Task:
Look for the word "DocAddress" in the records, and copy each line where it appears.

(Records from a collection)
* * * * *
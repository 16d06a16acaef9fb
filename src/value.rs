use std::collections::BTreeMap;

use chrono::{DateTime, Utc};
use serde::{Deserialize, Serialize};
use uuid::Uuid;

use crate::error::Result;

/// Reserved metadata field names present on every indexed document.
pub mod fields {
    pub const ID: &str = "_id";
    pub const CREATED: &str = "_createdTimestamp";
    pub const MODIFIED: &str = "_modifiedTimestamp";
    pub const FULL_TEXT: &str = "_full_text";

    pub const METADATA: [&str; 3] = [ID, CREATED, MODIFIED];

    /// True for `_id`, `_createdTimestamp`, `_modifiedTimestamp`.
    pub fn is_metadata(name: &str) -> bool {
        METADATA.contains(&name)
    }
}

/// A dynamically typed document value.
///
/// All numeric widths normalize to `f64`; integer/float distinctions are
/// not preserved. Timestamps are UTC with 100-nanosecond resolution.
#[derive(Debug, Clone, PartialEq, Serialize, Deserialize)]
pub enum Value {
    Null,
    Bool(bool),
    Number(f64),
    Text(String),
    Timestamp(DateTime<Utc>),
    Guid(Uuid),
    Array(Vec<Value>),
    Object(BTreeMap<String, Value>),
}

impl Value {
    pub fn as_text(&self) -> Option<&str> {
        match self {
            Value::Text(s) => Some(s),
            _ => None,
        }
    }

    pub fn as_guid(&self) -> Option<Uuid> {
        match self {
            Value::Guid(g) => Some(*g),
            _ => None,
        }
    }

    pub fn as_timestamp(&self) -> Option<DateTime<Utc>> {
        match self {
            Value::Timestamp(ts) => Some(*ts),
            _ => None,
        }
    }

    pub fn is_null(&self) -> bool {
        matches!(self, Value::Null)
    }

    /// Append the full-text string forms of this value to `out`, one line
    /// per leaf. Nulls contribute nothing; arrays and objects flatten
    /// recursively.
    pub(crate) fn append_full_text(&self, out: &mut Vec<String>) {
        match self {
            Value::Null => {}
            Value::Bool(b) => out.push(b.to_string()),
            Value::Number(n) => out.push(format_number(*n)),
            Value::Text(s) => out.push(s.clone()),
            Value::Timestamp(ts) => out.push(ts.format("%Y-%m-%d").to_string()),
            Value::Guid(g) => out.push(g.to_string()),
            Value::Array(items) => {
                for item in items {
                    item.append_full_text(out);
                }
            }
            Value::Object(map) => {
                for value in map.values() {
                    value.append_full_text(out);
                }
            }
        }
    }
}

impl From<&str> for Value {
    fn from(s: &str) -> Self {
        Value::Text(s.to_string())
    }
}

impl From<String> for Value {
    fn from(s: String) -> Self {
        Value::Text(s)
    }
}

impl From<f64> for Value {
    fn from(n: f64) -> Self {
        Value::Number(n)
    }
}

impl From<i64> for Value {
    fn from(n: i64) -> Self {
        Value::Number(n as f64)
    }
}

impl From<bool> for Value {
    fn from(b: bool) -> Self {
        Value::Bool(b)
    }
}

impl From<Uuid> for Value {
    fn from(g: Uuid) -> Self {
        Value::Guid(g)
    }
}

impl From<DateTime<Utc>> for Value {
    fn from(ts: DateTime<Utc>) -> Self {
        Value::Timestamp(ts)
    }
}

/// Invariant, non-localized number format: integral doubles print with
/// no fractional part (`3`, not `3.0`).
pub(crate) fn format_number(n: f64) -> String {
    if n.is_finite() && n.fract() == 0.0 && n.abs() < 1e15 {
        format!("{}", n as i64)
    } else {
        n.to_string()
    }
}

/// The number of 100-nanosecond intervals since the Unix epoch.
pub fn timestamp_ticks(ts: &DateTime<Utc>) -> i64 {
    ts.timestamp() * 10_000_000 + i64::from(ts.timestamp_subsec_nanos() / 100)
}

/// A keyed map of values with reserved metadata fields.
///
/// `_id` is the document's stable identity (generated on insert if
/// absent); `_createdTimestamp` and `_modifiedTimestamp` are stamped by
/// the owning collection. All other keys are user-defined.
#[derive(Debug, Clone, PartialEq, Default, Serialize, Deserialize)]
#[serde(transparent)]
pub struct Document(BTreeMap<String, Value>);

impl Document {
    pub fn new() -> Self {
        Self::default()
    }

    pub fn get(&self, name: &str) -> Option<&Value> {
        self.0.get(name)
    }

    pub fn set(&mut self, name: impl Into<String>, value: impl Into<Value>) -> &mut Self {
        self.0.insert(name.into(), value.into());
        self
    }

    pub fn remove(&mut self, name: &str) -> Option<Value> {
        self.0.remove(name)
    }

    pub fn iter(&self) -> impl Iterator<Item = (&String, &Value)> {
        self.0.iter()
    }

    pub fn len(&self) -> usize {
        self.0.len()
    }

    pub fn is_empty(&self) -> bool {
        self.0.is_empty()
    }

    pub fn id(&self) -> Option<Uuid> {
        self.0.get(fields::ID).and_then(Value::as_guid)
    }

    pub fn set_id(&mut self, id: Uuid) {
        self.0.insert(fields::ID.to_string(), Value::Guid(id));
    }

    pub fn created_timestamp(&self) -> Option<DateTime<Utc>> {
        self.0.get(fields::CREATED).and_then(Value::as_timestamp)
    }

    pub fn modified_timestamp(&self) -> Option<DateTime<Utc>> {
        self.0.get(fields::MODIFIED).and_then(Value::as_timestamp)
    }

    pub(crate) fn stamp_created(&mut self, ts: DateTime<Utc>) {
        self.0.insert(fields::CREATED.to_string(), Value::Timestamp(ts));
        self.0.insert(fields::MODIFIED.to_string(), Value::Timestamp(ts));
    }

    pub(crate) fn stamp_modified(&mut self, ts: DateTime<Utc>) {
        self.0.insert(fields::MODIFIED.to_string(), Value::Timestamp(ts));
    }

    /// Serialize for the KV store. The tagged representation round-trips
    /// the value model losslessly, including Timestamp and Guid tags.
    pub fn to_bytes(&self) -> Result<Vec<u8>> {
        Ok(serde_json::to_vec(self)?)
    }

    pub fn from_bytes(bytes: &[u8]) -> Result<Self> {
        Ok(serde_json::from_slice(bytes)?)
    }
}

impl From<BTreeMap<String, Value>> for Document {
    fn from(map: BTreeMap<String, Value>) -> Self {
        Document(map)
    }
}

impl FromIterator<(String, Value)> for Document {
    fn from_iter<I: IntoIterator<Item = (String, Value)>>(iter: I) -> Self {
        Document(iter.into_iter().collect())
    }
}

#[cfg(test)]
mod tests {
    use super::*;

    #[test]
    fn payload_round_trip() {
        let mut doc = Document::new();
        doc.set_id(Uuid::new_v4());
        doc.set("title", "Hello");
        doc.set("count", 3.0);
        doc.set("flag", true);
        doc.set("when", Utc::now());
        doc.set("tags", Value::Array(vec!["a".into(), "b".into()]));
        let mut author = BTreeMap::new();
        author.insert("name".to_string(), Value::Text("Ada".into()));
        author.insert("age".to_string(), Value::Number(36.0));
        doc.set("author", Value::Object(author));
        doc.set("nothing", Value::Null);

        let bytes = doc.to_bytes().unwrap();
        let restored = Document::from_bytes(&bytes).unwrap();
        assert_eq!(doc, restored);

        // A second pass through the encoding is identical.
        assert_eq!(bytes, restored.to_bytes().unwrap());
    }

    #[test]
    fn id_accessor_requires_guid() {
        let mut doc = Document::new();
        assert_eq!(doc.id(), None);
        doc.set(fields::ID, "not-a-guid");
        assert_eq!(doc.id(), None);
        let id = Uuid::new_v4();
        doc.set_id(id);
        assert_eq!(doc.id(), Some(id));
    }

    #[test]
    fn number_format_is_invariant() {
        assert_eq!(format_number(3.0), "3");
        assert_eq!(format_number(-2.0), "-2");
        assert_eq!(format_number(3.5), "3.5");
        assert_eq!(format_number(0.0), "0");
    }

    #[test]
    fn ticks_resolution() {
        let ts = DateTime::parse_from_rfc3339("1970-01-01T00:00:01.0000001Z")
            .unwrap()
            .with_timezone(&Utc);
        assert_eq!(timestamp_ticks(&ts), 10_000_001);
    }

    #[test]
    fn full_text_flattens_nested_values() {
        let mut doc = Document::new();
        doc.set("n", 3.0);
        doc.set("b", false);
        doc.set("tags", Value::Array(vec!["x".into(), Value::Null, "y".into()]));

        let mut lines = Vec::new();
        for (_, value) in doc.iter() {
            value.append_full_text(&mut lines);
        }
        assert_eq!(lines, vec!["false", "3", "x", "y"]);
    }
}
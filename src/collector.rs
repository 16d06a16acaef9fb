//! A top-N collector ordered by a string fast-field column.
//!
//! Sort keys live in the `cols` JSON field as order-preserving strings
//! (see the projector), so one collector covers every sortable type. Each
//! segment gathers `(key, doc)` pairs from its column, sorts locally, and
//! the merge keeps the global top N. Documents without a key sort last in
//! either direction; ties fall back to ascending document order.

use std::cmp::Ordering;

use tantivy::{
    collector::{Collector, SegmentCollector},
    columnar::StrColumn,
    DocAddress, DocId, Score, SegmentOrdinal, SegmentReader,
};

pub struct TopFieldDocs {
    /// Total number of matching documents, before the top-N cut.
    pub total: usize,
    pub hits: Vec<DocAddress>,
}

type Entry = (Option<Vec<u8>>, DocAddress);

pub struct TopFieldCollector {
    column: String,
    limit: usize,
    descending: bool,
}

impl TopFieldCollector {
    pub fn new(column: impl Into<String>, limit: usize, descending: bool) -> Self {
        TopFieldCollector {
            column: column.into(),
            limit,
            descending,
        }
    }

    fn compare(&self, a: &Entry, b: &Entry) -> Ordering {
        let by_key = match (&a.0, &b.0) {
            (Some(x), Some(y)) => {
                if self.descending {
                    y.cmp(x)
                } else {
                    x.cmp(y)
                }
            }
            (Some(_), None) => Ordering::Less,
            (None, Some(_)) => Ordering::Greater,
            (None, None) => Ordering::Equal,
        };
        by_key.then_with(|| {
            (a.1.segment_ord, a.1.doc_id).cmp(&(b.1.segment_ord, b.1.doc_id))
        })
    }
}

impl Collector for TopFieldCollector {
    type Fruit = TopFieldDocs;
    type Child = TopFieldSegmentCollector;

    fn for_segment(
        &self,
        segment_local_id: SegmentOrdinal,
        segment: &SegmentReader,
    ) -> tantivy::Result<Self::Child> {
        let column = segment.fast_fields().str(&self.column)?;
        Ok(TopFieldSegmentCollector {
            column,
            segment_ord: segment_local_id,
            entries: Vec::new(),
        })
    }

    fn requires_scoring(&self) -> bool {
        false
    }

    fn merge_fruits(
        &self,
        segment_fruits: Vec<Vec<Entry>>,
    ) -> tantivy::Result<Self::Fruit> {
        let total = segment_fruits.iter().map(Vec::len).sum();
        let mut entries: Vec<Entry> = segment_fruits.into_iter().flatten().collect();
        entries.sort_by(|a, b| self.compare(a, b));
        entries.truncate(self.limit);
        Ok(TopFieldDocs {
            total,
            hits: entries.into_iter().map(|(_, addr)| addr).collect(),
        })
    }
}

pub struct TopFieldSegmentCollector {
    column: Option<StrColumn>,
    segment_ord: SegmentOrdinal,
    entries: Vec<Entry>,
}

impl SegmentCollector for TopFieldSegmentCollector {
    type Fruit = Vec<Entry>;

    fn collect(&mut self, doc: DocId, _score: Score) {
        let key = self.column.as_ref().and_then(|column| {
            let ord = column.term_ords(doc).next()?;
            let mut bytes = Vec::new();
            match column.ord_to_bytes(ord, &mut bytes) {
                Ok(true) => Some(bytes),
                _ => None,
            }
        });
        self.entries.push((
            key,
            DocAddress {
                segment_ord: self.segment_ord,
                doc_id: doc,
            },
        ));
    }

    fn harvest(self) -> Self::Fruit {
        self.entries
    }
}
* * * * *
Response area:
    DocAddress, DocId, Score, SegmentOrdinal, SegmentReader,
    pub hits: Vec<DocAddress>,
type Entry = (Option<Vec<u8>>, DocAddress);
            DocAddress {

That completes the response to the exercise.